Look through the entries below and report every line that has "derive".

+++ Stored data

pub mod channel;
pub mod config;
pub mod console;
pub mod controller;
pub mod logging;
pub mod request;
//! Terminal-status detection over streamed task output.
//!
//! The backend reports the end of a task only through human-readable `info`
//! lines, so completion is recognised by exact, case-sensitive substring
//! matching against configured phrases. This is fragile: a reworded backend
//! message silently leaves the task running. Frames that carry a structured
//! `status` field bypass the phrase match entirely.

use crate::{LogMessage, LogStream, TaskStatus};
use regex::Regex;
use serde::{Deserialize, Serialize};
use std::sync::OnceLock;

pub const FINISHED_PHRASE: &str = "operation finished";
pub const ABORTED_PHRASE: &str = "interrupted by operator";
const BACKEND_FINISHED_PHRASE: &str = "Команда завершена";
const BACKEND_ABORTED_PHRASE: &str = "Прервано пользователем";

#[derive(Debug, Clone, Serialize, Deserialize, PartialEq, Eq)]
#[serde(default)]
pub struct TerminalPhrases {
    pub finished: Vec<String>,
    pub aborted: Vec<String>,
}

impl Default for TerminalPhrases {
    fn default() -> Self {
        Self {
            finished: vec![
                FINISHED_PHRASE.to_string(),
                BACKEND_FINISHED_PHRASE.to_string(),
            ],
            aborted: vec![
                ABORTED_PHRASE.to_string(),
                BACKEND_ABORTED_PHRASE.to_string(),
            ],
        }
    }
}

#[derive(Debug, Clone, Copy, PartialEq, Eq)]
pub enum TerminalOutcome {
    Completed,
    Aborted,
    Failed,
}

impl TerminalOutcome {
    pub fn status(&self) -> TaskStatus {
        match self {
            TerminalOutcome::Completed => TaskStatus::Completed,
            TerminalOutcome::Aborted => TaskStatus::Aborted,
            TerminalOutcome::Failed => TaskStatus::Failed,
        }
    }

    fn from_status(status: TaskStatus) -> Option<Self> {
        match status {
            TaskStatus::Completed => Some(TerminalOutcome::Completed),
            TaskStatus::Aborted => Some(TerminalOutcome::Aborted),
            TaskStatus::Failed => Some(TerminalOutcome::Failed),
            TaskStatus::Pending | TaskStatus::Running => None,
        }
    }
}

#[derive(Debug, Clone, Default)]
pub struct StatusInferencer {
    phrases: TerminalPhrases,
}

impl StatusInferencer {
    pub fn new(phrases: TerminalPhrases) -> Self {
        Self { phrases }
    }

    pub fn phrases(&self) -> &TerminalPhrases {
        &self.phrases
    }

    pub fn infer(&self, message: &LogMessage) -> Option<TerminalOutcome> {
        if let Some(status) = message.status {
            return TerminalOutcome::from_status(status);
        }
        if message.channel != LogStream::Info {
            return None;
        }
        let text = message.text.as_str();
        if contains_any(text, &self.phrases.aborted) {
            return Some(TerminalOutcome::Aborted);
        }
        if contains_any(text, &self.phrases.finished) {
            return Some(TerminalOutcome::Completed);
        }
        None
    }
}

fn contains_any(text: &str, phrases: &[String]) -> bool {
    phrases
        .iter()
        .any(|phrase| !phrase.is_empty() && text.contains(phrase.as_str()))
}

/// The remote exit status the backend appends to its finished line, if any.
/// Informational only: a finished line completes the task whatever it says.
pub fn exit_code(message: &LogMessage) -> Option<i64> {
    static EXIT_CODE: OnceLock<Regex> = OnceLock::new();
    let pattern = EXIT_CODE.get_or_init(|| Regex::new(r"exit=(-?[0-9]+)").expect("valid regex"));
    pattern
        .captures(&message.text)
        .and_then(|captures| captures.get(1))
        .and_then(|code| code.as_str().parse::<i64>().ok())
}

#[cfg(test)]
mod tests {
    use super::*;

    fn inferencer() -> StatusInferencer {
        StatusInferencer::default()
    }

    #[test]
    fn finished_phrase_completes() {
        let outcome = inferencer().infer(&LogMessage::info("[+] operation finished"));
        assert_eq!(outcome, Some(TerminalOutcome::Completed));
    }

    #[test]
    fn interrupted_phrase_aborts() {
        let outcome = inferencer().infer(&LogMessage::info("[!] interrupted by operator"));
        assert_eq!(outcome, Some(TerminalOutcome::Aborted));
    }

    #[test]
    fn backend_phrases_are_recognised() {
        let inferencer = inferencer();
        assert_eq!(
            inferencer.infer(&LogMessage::info("[+] Команда завершена (exit=0)")),
            Some(TerminalOutcome::Completed)
        );
        assert_eq!(
            inferencer.infer(&LogMessage::info("[!] Прервано пользователем")),
            Some(TerminalOutcome::Aborted)
        );
    }

    #[test]
    fn finished_line_completes_whatever_the_exit_code() {
        let inferencer = inferencer();
        let failed_exit = LogMessage::info("[+] Команда завершена (exit=1)");
        assert_eq!(inferencer.infer(&failed_exit), Some(TerminalOutcome::Completed));
        assert_eq!(exit_code(&failed_exit), Some(1));

        let no_code = LogMessage::info("operation finished (exit=None)");
        assert_eq!(inferencer.infer(&no_code), Some(TerminalOutcome::Completed));
        assert_eq!(exit_code(&no_code), None);
    }

    #[test]
    fn failure_comes_only_from_structured_status() {
        let mut message = LogMessage::info("[+] Команда завершена (exit=2)");
        message.status = Some(TaskStatus::Failed);
        assert_eq!(inferencer().infer(&message), Some(TerminalOutcome::Failed));
    }

    #[test]
    fn matching_is_case_sensitive_and_info_only() {
        let inferencer = inferencer();
        assert_eq!(
            inferencer.infer(&LogMessage::info("Operation Finished")),
            None
        );
        assert_eq!(
            inferencer.infer(&LogMessage::new(LogStream::Out, "operation finished")),
            None
        );
        assert_eq!(
            inferencer.infer(&LogMessage::new(LogStream::Err, "interrupted by operator")),
            None
        );
    }

    #[test]
    fn structured_status_wins_over_text() {
        let mut message = LogMessage::new(LogStream::Out, "operation finished");
        message.status = Some(TaskStatus::Aborted);
        assert_eq!(inferencer().infer(&message), Some(TerminalOutcome::Aborted));
    }

    #[test]
    fn custom_phrases_replace_defaults() {
        let inferencer = StatusInferencer::new(TerminalPhrases {
            finished: vec!["scan done".to_string()],
            aborted: vec![String::new()],
        });
        assert_eq!(
            inferencer.infer(&LogMessage::info("scan done")),
            Some(TerminalOutcome::Completed)
        );
        assert_eq!(inferencer.infer(&LogMessage::info("operation finished")), None);
        assert_eq!(inferencer.infer(&LogMessage::info("anything")), None);
    }
}
impl SessionController {
    pub fn new(
        requests: Arc<dyn RequestIssuer>,
        channels: Arc<dyn ChannelFactory>,
        settings: ControllerSettings,
        events: ChannelEvents,
        operator_log: mpsc::UnboundedSender<String>,
    ) -> Self {
        let state = ControllerState::default();
        let (affordances, _) = watch::channel(state.affordances());
        Self {
            requests,
            channels,
            settings,
            events,
            operator_log,
            affordances,
            state: Mutex::new(state),
            channel: AsyncMutex::new(None),
        }
    }

    pub fn session(&self) -> Session {
        self.read(|state| state.session)
    }

    pub fn current_task(&self) -> Option<Task> {
        self.read(|state| state.task.clone())
    }

    pub fn state(&self) -> SessionState {
        self.read(|state| match (&state.task, state.session.connected) {
            (_, false) => SessionState::Disconnected,
            (Some(task), true) if !task.status().is_terminal() => SessionState::TaskActive,
            _ => SessionState::Idle,
        })
    }

    pub fn affordances(&self) -> Affordances {
        *self.affordances.borrow()
    }

    pub fn subscribe_affordances(&self) -> watch::Receiver<Affordances> {
        self.affordances.subscribe()
    }

    pub async fn live_channel_task(&self) -> Option<String> {
        let slot = self.channel.lock().await;
        slot.as_ref().map(|channel| channel.task_id().to_string())
    }

    /// Pings the rig. Reports reachability only.
    pub async fn check_connection(&self) -> Result<bool, ControllerError> {
        self.guarded(Action::CheckConnection, self.ping()).await
    }

    pub async fn connect(&self) -> Result<bool, ControllerError> {
        self.guarded(Action::Connect, self.open_session()).await
    }

    /// Starts a diagnostic and then attaches its log stream. The in-flight
    /// slot is released before the stream handshake, so stop stays usable
    /// while it is pending.
    pub async fn run_diagnostic(&self, diagnostic: Diagnostic) -> Result<String, ControllerError> {
        let task_id = self
            .guarded(
                Action::RunDiagnostic(diagnostic),
                self.launch_diagnostic(diagnostic),
            )
            .await?;
        self.attach_channel(&task_id).await;
        Ok(task_id)
    }

    pub async fn start_scan(&self, params: ScanParams) -> Result<String, ControllerError> {
        let task_id = self.guarded(Action::StartScan, self.launch_scan(params)).await?;
        self.attach_channel(&task_id).await;
        Ok(task_id)
    }

    /// Asks the backend to stop the current task. The task stays running
    /// until a terminal message arrives on its channel.
    pub async fn stop_scan(&self) -> Result<(), ControllerError> {
        self.guarded(Action::StopScan, self.request_stop()).await
    }

    /// Fetches the completed scan artifact into the download directory.
    pub async fn download(&self) -> Result<PathBuf, ControllerError> {
        self.guarded(Action::Download, self.fetch_artifact()).await
    }

    /// Applies one streamed event. Frames for anything but the current task
    /// are discarded.
    pub fn apply_channel_event(&self, event: ChannelEvent) -> Option<TerminalOutcome> {
        match event {
            ChannelEvent::Opened { task_id } => {
                self.say(format!("[+] Attached to logs (task {task_id})"));
                self.update(|state| {
                    if let Some(task) = state.current_task_mut(&task_id) {
                        task.advance(TaskStatus::Running);
                    }
                });
                None
            }
            ChannelEvent::Frame { task_id, frame } => {
                if !self.read(|state| state.is_current(&task_id)) {
                    debug!("stale_frame_dropped: task={task_id}");
                    return None;
                }
                self.say(frame.display_line());
                let inferencer = &self.settings.inferencer;
                let outcome = self.update(|state| {
                    let task = state.current_task_mut(&task_id)?;
                    task.advance(TaskStatus::Running);
                    let outcome = frame.message().and_then(|message| inferencer.infer(message))?;
                    task.advance(outcome.status()).then_some(outcome)
                });
                if let Some(outcome) = outcome {
                    match frame.message().and_then(exit_code) {
                        Some(code) => info!(
                            "task_terminal: task={task_id} status={} exit={code}",
                            outcome.status()
                        ),
                        None => info!("task_terminal: task={task_id} status={}", outcome.status()),
                    }
                }
                outcome
            }
            ChannelEvent::Closed { task_id } => {
                self.say(format!("[*] Log stream closed (task {task_id})"));
                None
            }
            ChannelEvent::Failed { task_id, error } => {
                warn!("channel_failed: task={task_id} error={error}");
                self.say(format!("[!] Log stream error (task {task_id}): {error}"));
                None
            }
        }
    }

    pub async fn shutdown(&self) {
        let previous = self.channel.lock().await.take();
        if let Some(channel) = previous {
            channel.close().await;
        }
    }

    async fn ping(&self) -> Result<bool, ControllerError> {
        self.say("[+] Checking lidar connection...");
        let response: OkResponse = self.submit(PING_PATH, json!({})).await?;
        if response.ok {
            self.say("[+] Lidar reachable");
        } else {
            self.say("[-] Lidar unreachable");
        }
        Ok(response.ok)
    }

    async fn open_session(&self) -> Result<bool, ControllerError> {
        self.say("[+] Connecting to the rig...");
        let response: OkResponse = self.submit(CONNECT_PATH, json!({})).await?;
        if !response.ok {
            self.say("[-] Connection refused");
            return Ok(false);
        }
        self.update(|state| state.session.connected = true);
        info!("session_connected");
        self.say("[+] Connected");
        Ok(true)
    }

    async fn launch_diagnostic(&self, diagnostic: Diagnostic) -> Result<String, ControllerError> {
        self.require_launchable()?;
        let response: TaskResponse = self.submit(diagnostic.path(), json!({})).await?;
        let (task_id, _) = require_task_id(response)?;
        Ok(self.install_task(Task::new(task_id, diagnostic.kind())))
    }

    async fn launch_scan(&self, params: ScanParams) -> Result<String, ControllerError> {
        self.require_launchable()?;
        self.say(format!(
            "[+] Starting scan: range={} step={} duration={} pulse_delay={}",
            params.scan_range, params.scan_step, params.lidar_duration, params.pulse_delay
        ));
        let payload = json!({
            "scan_range": params.scan_range,
            "scan_step": params.scan_step,
            "lidar_duration": params.lidar_duration,
            "pulse_delay": params.pulse_delay,
        });
        let response: TaskResponse = self.submit(START_PATH, payload).await?;
        let (task_id, filename) = require_task_id(response)?;
        if let Some(name) = &filename {
            self.say(format!("[+] Scan will be written to {name}"));
        }
        let task = Task::new(task_id, TaskKind::StartScan).with_promised_filename(filename);
        Ok(self.install_task(task))
    }

    async fn request_stop(&self) -> Result<(), ControllerError> {
        let task_id = self
            .read(ControllerState::active_task_id)
            .ok_or(PreconditionError::NoActiveTask)?;
        self.requests
            .submit(STOP_PATH, json!({ "task_id": task_id }))
            .await?;
        self.update(|state| {
            if let Some(task) = state.current_task_mut(&task_id) {
                task.stop_requested = true;
            }
        });
        info!("stop_requested: task={task_id}");
        self.say("[+] Stop request sent");
        Ok(())
    }

    async fn fetch_artifact(&self) -> Result<PathBuf, ControllerError> {
        let filename = self
            .read(|state| {
                state
                    .task
                    .as_ref()
                    .and_then(Task::produced_filename)
                    .map(str::to_string)
            })
            .ok_or(PreconditionError::NothingToDownload)?;
        let bytes = self
            .requests
            .retrieve(DOWNLOAD_PATH, &[("filename", filename.as_str())])
            .await?;
        let path = self.save_artifact(&filename, &bytes).await?;
        info!("artifact_saved: {}", path.display());
        self.say(format!("[+] Saved {filename} to {}", path.display()));
        Ok(path)
    }

    async fn guarded<T, F>(&self, action: Action, work: F) -> Result<T, ControllerError>
    where
        F: Future<Output = Result<T, ControllerError>>,
    {
        let result = match self.begin(action) {
            Ok(slot) => {
                let result = work.await;
                drop(slot);
                result
            }
            Err(err) => Err(err),
        };
        if let Err(err) = &result {
            warn!("action_failed: action={} error={err}", action.as_str());
            self.say(format!("[-] {} failed: {err}", action.as_str()));
        }
        result
    }

    fn begin(&self, action: Action) -> Result<InFlight<'_>, ControllerError> {
        self.update(|state| match state.in_flight {
            Some(current) => Err(ControllerError::Busy {
                in_flight: current.as_str(),
            }),
            None => {
                state.in_flight = Some(action);
                Ok(())
            }
        })?;
        Ok(InFlight { controller: self })
    }

    fn require_launchable(&self) -> Result<(), PreconditionError> {
        self.read(|state| {
            if !state.session.connected {
                return Err(PreconditionError::NotConnected);
            }
            match state.active_task_id() {
                Some(task_id) => Err(PreconditionError::TaskActive { task_id }),
                None => Ok(()),
            }
        })
    }

    async fn submit<T: DeserializeOwned>(&self, path: &str, payload: Value) -> Result<T, ControllerError> {
        let value = match self.requests.submit(path, payload).await? {
            Value::Null => json!({}),
            value => value,
        };
        serde_json::from_value(value)
            .map_err(|err| RequestError::new(format!("unexpected response: {err}")).into())
    }

    fn install_task(&self, task: Task) -> String {
        let task_id = task.id.clone();
        info!("task_created: task={task_id} kind={}", task.kind);
        self.say(format!("[+] Task {task_id} ({}) started", task.kind));
        self.update(|state| state.task = Some(task));
        task_id
    }

    /// Replaces the live channel with one for `task_id`. The previous channel
    /// is closed first; a channel whose task was superseded meanwhile is
    /// closed again straight away.
    async fn attach_channel(&self, task_id: &str) {
        let mut slot = self.channel.lock().await;
        if let Some(previous) = slot.take() {
            debug!("channel_replace: {} -> {task_id}", previous.task_id());
            previous.close().await;
        }
        match self.channels.open(task_id, self.events.clone()).await {
            Ok(channel) if self.read(|state| state.is_current(task_id)) => *slot = Some(channel),
            Ok(channel) => {
                debug!("channel_superseded: task={task_id}");
                channel.close().await;
            }
            Err(err) => {
                warn!("channel_open_error: task={task_id} error={err}");
                self.say(format!("[!] Log stream unavailable (task {task_id}): {err}"));
            }
        }
    }

    async fn save_artifact(&self, filename: &str, bytes: &[u8]) -> Result<PathBuf, RequestError> {
        let name = Path::new(filename)
            .file_name()
            .ok_or_else(|| RequestError::new(format!("invalid artifact name {filename}")))?;
        let dir = &self.settings.download_dir;
        tokio::fs::create_dir_all(dir)
            .await
            .map_err(|err| RequestError::new(format!("cannot create {}: {err}", dir.display())))?;
        let path = dir.join(name);
        tokio::fs::write(&path, bytes)
            .await
            .map_err(|err| RequestError::new(format!("cannot write {}: {err}", path.display())))?;
        Ok(path)
    }

    fn say(&self, line: impl Into<String>) {
        let _ = self.operator_log.send(line.into());
    }

    fn read<R>(&self, view: impl FnOnce(&ControllerState) -> R) -> R {
        let state = self.state.lock().unwrap_or_else(PoisonError::into_inner);
        view(&state)
    }

    fn update<R>(&self, apply: impl FnOnce(&mut ControllerState) -> R) -> R {
        let mut state = self.state.lock().unwrap_or_else(PoisonError::into_inner);
        let result = apply(&mut state);
        let next = state.affordances();
        drop(state);
        self.affordances.send_if_modified(|current| {
            if *current == next {
                return false;
            }
            *current = next;
            true
        });
        result
    }
}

++++++

Output of the task =
#[derive(Debug, Clone, Serialize, Deserialize, PartialEq, Eq)]
#[derive(Debug, Clone, Copy, PartialEq, Eq)]
#[derive(Debug, Clone, Default)]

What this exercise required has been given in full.